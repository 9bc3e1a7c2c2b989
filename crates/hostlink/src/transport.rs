//! # Transport Abstraction
//!
//! The narrow pipe between the web view and the native host. Everything
//! above it (handles, channels, typed commands) is built from strings.
//!
//! ## Philosophy
//!
//! - **String-Oriented**: The Transport knows nothing about handles, commands or
//!   channels. It moves opaque JSON strings.
//! - **Post and Listen**: Sending is fire-and-forget; correlation of replies is
//!   built on top of this, not defined here.

use std::fmt;

#[derive(Debug, Clone)]
pub enum Error {
    /// The host end of the pipe is gone.
    ConnectionLost(String),
    /// The pipe failed to carry a message.
    Io(String),
}

impl fmt::Display for Error {
    fn fmt(&self, f: &mut fmt::Formatter<'_>) -> fmt::Result {
        match self {
            Self::ConnectionLost(msg) => write!(f, "Host connection lost: {}", msg),
            Self::Io(msg) => write!(f, "Transport failure: {}", msg),
        }
    }
}

impl std::error::Error for Error {}

pub type Result<T> = std::result::Result<T, Error>;

/// A duplex message pipe to the host.
///
/// Object-safe; the bridge holds it as `Arc<dyn Transport>`.
#[async_trait::async_trait]
pub trait Transport: Send + Sync + 'static {
    /// Posts one serialized message to the host.
    ///
    /// One message per call, delivered as-is. Retries and batching are the
    /// caller's business.
    async fn send(&self, message: String) -> Result<()>;

    /// Waits for the next message from the host.
    ///
    /// Returns `Ok(None)` once the host side has hung up.
    async fn recv(&self) -> Result<Option<String>>;
}
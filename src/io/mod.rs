//! Writing generated bodies to disk.

use crate::errors::IoError;
use crate::parts::Body;
use std::path::{Path, PathBuf};
use tracing::debug;

mod stl;

/// STL flavour used by [`write_bodies`].
#[derive(Debug, Clone, Copy, PartialEq, Eq, Default)]
pub enum ExportFormat {
    #[default]
    BinaryStl,
    AsciiStl,
}

impl ExportFormat {
    pub const fn from_ascii_flag(ascii: bool) -> Self {
        if ascii {
            ExportFormat::AsciiStl
        } else {
            ExportFormat::BinaryStl
        }
    }
}

/// File name of one body of a part: `<part>_<body>.stl`.
pub fn body_file_name(part: &str, body: &str) -> String {
    format!("{part}_{body}.stl")
}

/// Write every body of `part` into `dir`, creating it if needed.
/// Returns the written paths in body order.
pub fn write_bodies(
    dir: &Path,
    part: &str,
    bodies: &[Body],
    format: ExportFormat,
) -> Result<Vec<PathBuf>, IoError> {
    std::fs::create_dir_all(dir).map_err(|source| IoError::Write {
        path: dir.to_path_buf(),
        source,
    })?;

    let mut written = Vec::with_capacity(bodies.len());
    for body in bodies {
        let path = dir.join(body_file_name(part, &body.name));
        let solid_name = format!("{part}_{}", body.name);
        let bytes = match format {
            ExportFormat::AsciiStl => body.mesh.to_stl_ascii(&solid_name).into_bytes(),
            ExportFormat::BinaryStl => body.mesh.to_stl_binary(&solid_name)?,
        };
        std::fs::write(&path, &bytes).map_err(|source| IoError::Write {
            path: path.clone(),
            source,
        })?;
        debug!(path = %path.display(), bytes = bytes.len(), "wrote body");
        written.push(path);
    }
    Ok(written)
}
//! Clip a 3/8" dial indicator shaft to a 1/4"-20 hex bolt head.
//!
//! A head block captures the bolt; an arm-like block beside it holds the
//! indicator shaft in a vertical hole that a slit and a cross screw turn
//! into a clamp.

use crate::errors::PartError;
use crate::float_types::Real;
use crate::parts::{BoltHead, Body, Part, Resolution, fits, hex_head_block, positive};
use crate::sketch::Sketch;
use crate::traits::CSG;
use crate::workplane::Workplane;
use serde::Deserialize;

#[derive(Debug, Clone, PartialEq, Deserialize)]
#[serde(default, deny_unknown_fields)]
pub struct Params {
    pub head_block_side: Real,
    pub nozzle_diameter: Real,
    pub slit_width: Real,
    pub indicator_shaft_diameter: Real,
    pub clamp_screw_diameter: Real,
    /// Clamp screw distance from the free end of the block.
    pub clamp_screw_inset: Real,
    pub bolt: BoltHead,
}

impl Default for Params {
    fn default() -> Self {
        Self {
            head_block_side: 15.0,
            nozzle_diameter: 0.4,
            slit_width: 1.0,
            indicator_shaft_diameter: 9.45,
            clamp_screw_diameter: 3.5,
            clamp_screw_inset: 3.5,
            bolt: BoltHead::default(),
        }
    }
}

pub struct IndicatorHolder;

impl Part for IndicatorHolder {
    const NAME: &'static str = "indicator_holder";
    type Params = Params;

    fn build(p: &Params, res: &Resolution) -> Result<Vec<Body>, PartError> {
        res.validate()?;
        const PART: &str = IndicatorHolder::NAME;
        positive(PART, "head_block_side", p.head_block_side)?;
        positive(PART, "nozzle_diameter", p.nozzle_diameter)?;
        positive(PART, "slit_width", p.slit_width)?;
        positive(PART, "indicator_shaft_diameter", p.indicator_shaft_diameter)?;
        positive(PART, "clamp_screw_diameter", p.clamp_screw_diameter)?;
        positive(PART, "clamp_screw_inset", p.clamp_screw_inset)?;
        p.bolt.validate(PART)?;
        fits(
            PART,
            "bolt head",
            p.bolt.head_across_flats,
            "head block",
            p.head_block_side,
        )?;
        let d = p.indicator_shaft_diameter;
        fits(PART, "slit", p.slit_width, "indicator shaft", d)?;
        fits(
            PART,
            "clamp screw",
            p.clamp_screw_inset + p.clamp_screw_diameter / 2.0,
            "slit",
            d * 2.0,
        )?;
        fits(
            PART,
            "clamp screw",
            p.clamp_screw_diameter,
            "block height",
            p.head_block_side,
        )?;

        let head_thickness = p.bolt.block_thickness();
        let head = Workplane::yz().place(&hex_head_block(p.head_block_side, 0.0, &p.bolt, res));

        let width = d + p.nozzle_diameter * 4.0;
        let length = d * 3.0;
        let height = p.head_block_side;
        let shaft_x = -(length / 2.0 - d * 1.25);

        // free end at -X; the outer corner at the head end is rounded
        let outline = round_corner(
            Sketch::rect(length, width, None),
            [length / 2.0, width / 2.0],
            head_thickness.min(width),
            res,
        );
        let through = height / 2.0 + 1.0;
        let shaft_hole = Sketch::circle(d / 2.0, res.segments, None)
            .translate(shaft_x, 0.0, 0.0)
            .extrude_symmetric(through);
        let slit = Sketch::rect(d * 2.0 + 1.0, p.slit_width, None)
            .translate(-length / 2.0 + d - 0.5, 0.0, 0.0)
            .extrude_symmetric(through);
        let clamp_screw = Workplane::xz()
            .offset(-length / 2.0 + p.clamp_screw_inset, 0.0, 0.0)
            .extrude_symmetric(
                &Sketch::circle(p.clamp_screw_diameter / 2.0, res.segments, None),
                width,
            );
        let block = outline
            .extrude_symmetric(height / 2.0)
            .difference_all([&shaft_hole, &slit, &clamp_screw]);

        let holder = head.union(&block.translate(
            head_thickness - length / 2.0,
            p.head_block_side / 2.0 + width / 2.0,
            0.0,
        ));
        Ok(vec![Body::new("holder", holder)])
    }
}

/// Round the `corner` of a profile whose two edges meeting there run
/// towards the origin side (the +X/+Y corner of a centred outline).
fn round_corner(
    profile: Sketch<()>,
    corner: [Real; 2],
    radius: Real,
    res: &Resolution,
) -> Sketch<()> {
    let [cx, cy] = corner;
    let notch = Sketch::rectangle(radius, radius, None).translate(cx - radius, cy - radius, 0.0);
    let fillet = Sketch::circle(radius, res.segments, None)
        .translate(cx - radius, cy - radius, 0.0)
        .intersection(&notch);
    profile.difference(&notch).union(&fillet)
}

#[cfg(test)]
mod tests {
    use super::*;
    use geo::Area;

    #[test]
    fn rounded_corner_removes_the_corner_square_remainder() {
        let res = Resolution::default();
        let square = Sketch::rect(20.0, 20.0, None);
        let rounded = round_corner(square, [10.0, 10.0], 4.0, &res);
        let removed = 400.0 - rounded.geometry.unsigned_area();
        let expected = 16.0 - std::f64::consts::PI * 16.0 / 4.0;
        assert!((removed - expected).abs() < 0.1);
    }
}
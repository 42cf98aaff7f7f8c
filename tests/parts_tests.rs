mod support;

use fixturegen::{
    errors::{PartError, ValidationError},
    parts::{
        Body, Part, PartKind, PartParams, Resolution,
        adjustable_arm::{self, ArmGeometry},
        round_platform::{self, RoundPlatform},
    },
};

use crate::support::{approx_eq, assert_bounds, assert_closed, bounding_box, solid_at};

fn build_default(kind: PartKind) -> Vec<Body> {
    kind.build(&PartParams::default(), &Resolution::draft())
        .unwrap_or_else(|err| panic!("{kind} failed with default parameters: {err}"))
}

fn assert_closed_bodies(res: &Resolution) {
    for kind in PartKind::ALL {
        let bodies = kind
            .build(&PartParams::default(), res)
            .unwrap_or_else(|err| panic!("{kind} failed at {res:?}: {err}"));
        assert!(!bodies.is_empty(), "{kind} produced no bodies");
        for body in &bodies {
            let label = format!("{kind}/{} at {} segments", body.name, res.segments);
            assert!(!body.mesh.is_empty(), "{label} is empty");
            assert!(body.mesh.volume() > 0.0, "{label} has non-positive volume");
            assert_closed(&body.mesh, &label);
        }
    }
}

#[test]
fn every_part_builds_closed_bodies_at_draft_resolution() {
    assert_closed_bodies(&Resolution::draft());
}

#[test]
fn every_part_builds_closed_bodies_at_default_resolution() {
    assert_closed_bodies(&Resolution::default());
}

#[test]
fn body_names() {
    let names = |kind| {
        build_default(kind)
            .into_iter()
            .map(|b| b.name)
            .collect::<Vec<_>>()
    };
    assert_eq!(
        names(PartKind::AdjustableArm),
        ["arm", "wedge_block_hex_bolt"]
    );
    assert_eq!(names(PartKind::RoundPlatform), ["platform"]);
    assert_eq!(names(PartKind::RingLedClip), ["clip"]);
}

#[test]
fn round_platform_disc_and_head_block() {
    let platform = &build_default(PartKind::RoundPlatform)[0].mesh;
    // the head block stands on the rim at +Y and is 18 tall
    assert_bounds(platform, [-30.0, -30.0, 0.0, 30.0, 30.0, 18.0], 1e-6);
    assert!(solid_at(platform, 0.0, 0.0, 0.6));
    assert!(!solid_at(platform, 0.0, 0.0, 2.0));
    // shaft hole through the head block
    assert!(!solid_at(platform, 0.0, 28.0, 9.0));
    assert!(solid_at(platform, 7.0, 28.5, 9.0));
}

#[test]
fn base_adapter_holes() {
    let adapter = &build_default(PartKind::IndicatorBaseAdapter)[0].mesh;
    assert_bounds(adapter, [-15.0, -20.0, 0.0, 15.0, 20.0, 12.5], 1e-6);
    assert!(solid_at(adapter, 10.0, 0.0, 6.0));
    assert!(!solid_at(adapter, 0.0, -7.5, 6.0), "base fastener hole");
    assert!(!solid_at(adapter, 0.0, 7.5, 8.0), "arm shaft hole");
    assert!(!solid_at(adapter, 4.5, 7.5, 2.0), "hex pocket");
    assert!(solid_at(adapter, 4.5, 7.5, 8.0), "above the hex pocket");
}

#[test]
fn spindle_clamp_bore_and_split() {
    let clamp = &build_default(PartKind::BridgeportSpindleClamp)[0].mesh;
    assert!(!solid_at(clamp, 0.0, 0.0, 0.0), "spindle bore");
    assert!(solid_at(clamp, 28.0, 0.0, 0.0), "ring wall");
    assert!(!solid_at(clamp, 0.0, -27.0, 0.0), "slot through the ring");
    assert!(solid_at(clamp, 3.0, -27.0, 0.0), "ring wall beside the slot");
    let bb = bounding_box(clamp);
    assert!(approx_eq(bb[2], -5.0, 1e-6));
}

#[test]
fn extrusion_clip_spans_its_length() {
    let clip = &build_default(PartKind::ExtrusionClip)[0].mesh;
    let bb = bounding_box(clip);
    assert!(approx_eq(bb[2], -20.0, 1e-6));
    assert!(approx_eq(bb[5], 20.0, 1e-6));
    assert!(approx_eq(bb[3], 16.7, 1e-6));
}

#[test]
fn ring_led_clip_stays_within_the_ring() {
    let clip = &build_default(PartKind::RingLedClip)[0].mesh;
    let bb = bounding_box(clip);
    assert!(bb[3] <= 31.6 + 1e-6);
    assert!(approx_eq(bb[2], -2.0, 1e-6));
    assert!(approx_eq(bb[5], 2.0, 1e-6));
}

#[test]
fn indicator_holder_clamp_features() {
    let holder = &build_default(PartKind::IndicatorHolder)[0].mesh;
    // clamp block beside the 15 mm head block, shaft axis at x = -10.2875, y = 13.025
    assert!(solid_at(holder, -18.6, 16.5, 5.0), "clamp block");
    assert!(!solid_at(holder, -10.2875, 16.025, 3.0), "indicator shaft hole");
    assert!(!solid_at(holder, -20.0, 13.025, 5.0), "slit from the free end");
    assert!(!solid_at(holder, -18.6, 16.5, 0.0), "clamp screw hole");
    assert!(!solid_at(holder, 2.0, 4.0, 0.0), "bolt head pocket");
    assert!(solid_at(holder, 5.5, 4.0, 0.0), "plastic behind the bolt head");
}

#[test]
fn camera_adapter_pocket_shaft_and_pins() {
    let adapter = &build_default(PartKind::M5CameraAdapter)[0].mesh;
    assert!(!solid_at(adapter, 2.0, 4.0, 5.5), "bolt head pocket");
    assert!(!solid_at(adapter, 5.5, 0.0, 5.5), "bolt shaft hole");
    assert!(solid_at(adapter, 5.5, 10.0, 5.5), "plate beside the shaft");
    assert!(solid_at(adapter, -5.0, 10.0, -12.0), "LEGO bar");
    assert!(!solid_at(adapter, -5.0, 16.1, -12.0), "pin hole");
    assert!(!solid_at(adapter, -2.2, 16.1, -16.0), "pin hole lip");
}

#[test]
fn wedge_block_pocket_and_fastener_hole() {
    let wedge = &build_default(PartKind::AdjustableArm)[1].mesh;
    assert!(!solid_at(wedge, 0.0, 50.0, 2.0), "fastener hole");
    assert!(solid_at(wedge, 5.0, 50.0, 2.0), "wedge below the pocket");
    assert!(!solid_at(wedge, 5.0, 50.0, 6.0), "hex bolt head pocket");
    assert!(solid_at(wedge, 8.0, 50.0, 6.0), "wedge beside the pocket");
    assert!(!solid_at(wedge, 8.0, 50.0, 10.5), "trimmed above the head");
}

#[test]
fn end_ball_captive_nut_and_blind_shaft() {
    let params = adjustable_arm::Params::default();
    let ball = adjustable_arm::end_ball(&params, &Resolution::draft()).expect("end ball");
    assert_closed(&ball, "end ball");
    assert!(!solid_at(&ball, 0.0, 0.0, -7.0), "fastener shaft from below");
    assert!(solid_at(&ball, 0.0, 0.0, 7.0), "shaft is blind");
    assert!(!solid_at(&ball, 4.5, 0.0, 0.0), "captive nut");
    assert!(solid_at(&ball, 4.5, 0.0, 4.0), "ball above the nut");
}

#[test]
fn arm_shell_runs_between_socket_and_mid_joint() {
    let arm = &build_default(PartKind::AdjustableArm)[0].mesh;
    assert!(solid_at(arm, 5.0, 25.0, 9.0));
}

#[test]
fn arm_is_chopped_at_the_cutoff_plane() {
    let params = PartParams::default();
    let geometry = ArmGeometry::derive(&params.adjustable_arm).expect("default geometry");
    let arm = &build_default(PartKind::AdjustableArm)[0].mesh;
    let bb = bounding_box(arm);
    assert!(bb[2] >= geometry.cutoff_z - 1e-6);
}

#[test]
fn arm_repositioned_for_printing_sits_on_the_bed() {
    let mut params = PartParams::default();
    params.adjustable_arm.reposition_for_printing = true;
    let bodies = PartKind::AdjustableArm
        .build(&params, &Resolution::draft())
        .expect("arm");
    let bb = bounding_box(&bodies[0].mesh);
    assert!(approx_eq(bb[2], 0.0, 1e-6), "arm min z {}", bb[2]);
}

#[test]
fn invalid_parameters_are_rejected() {
    let mut params = PartParams::default();
    params.round_platform.radius = -1.0;
    let err = PartKind::RoundPlatform
        .build(&params, &Resolution::draft())
        .expect_err("negative radius");
    assert!(matches!(
        err,
        PartError::NonPositive {
            name: "radius",
            ..
        }
    ));

    let mut params = PartParams::default();
    params.adjustable_arm.wedge_angle = 0.0;
    assert!(matches!(
        PartKind::AdjustableArm.build(&params, &Resolution::draft()),
        Err(PartError::AngleOutOfRange { .. })
    ));
}

#[test]
fn coarse_resolution_is_rejected() {
    let res = Resolution {
        segments: 4,
        stacks: 8,
    };
    let err = PartKind::RoundPlatform
        .build(&PartParams::default(), &res)
        .expect_err("too coarse");
    assert!(matches!(
        err,
        PartError::Geometry(ValidationError::TooFewSegments { .. })
    ));
}

#[test]
fn coarse_resolution_is_rejected_by_direct_builds() {
    let res = Resolution {
        segments: 6,
        stacks: 2,
    };
    assert!(matches!(
        RoundPlatform::build(&round_platform::Params::default(), &res),
        Err(PartError::Geometry(ValidationError::TooFewSegments { min: 8, got: 6, .. }))
    ));
    assert!(matches!(
        adjustable_arm::end_ball(&adjustable_arm::Params::default(), &res),
        Err(PartError::Geometry(ValidationError::TooFewSegments { .. }))
    ));
}

#[test]
fn part_names_parse_with_dashes() {
    assert_eq!(
        "m5camera-adapter".parse::<PartKind>(),
        Ok(PartKind::M5CameraAdapter)
    );
    assert!("teapot".parse::<PartKind>().is_err());
}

::::::::::

● What you have to do
Go through the entries above and count the lines containing the word "PathBuf"; give only that count.

● Task result
2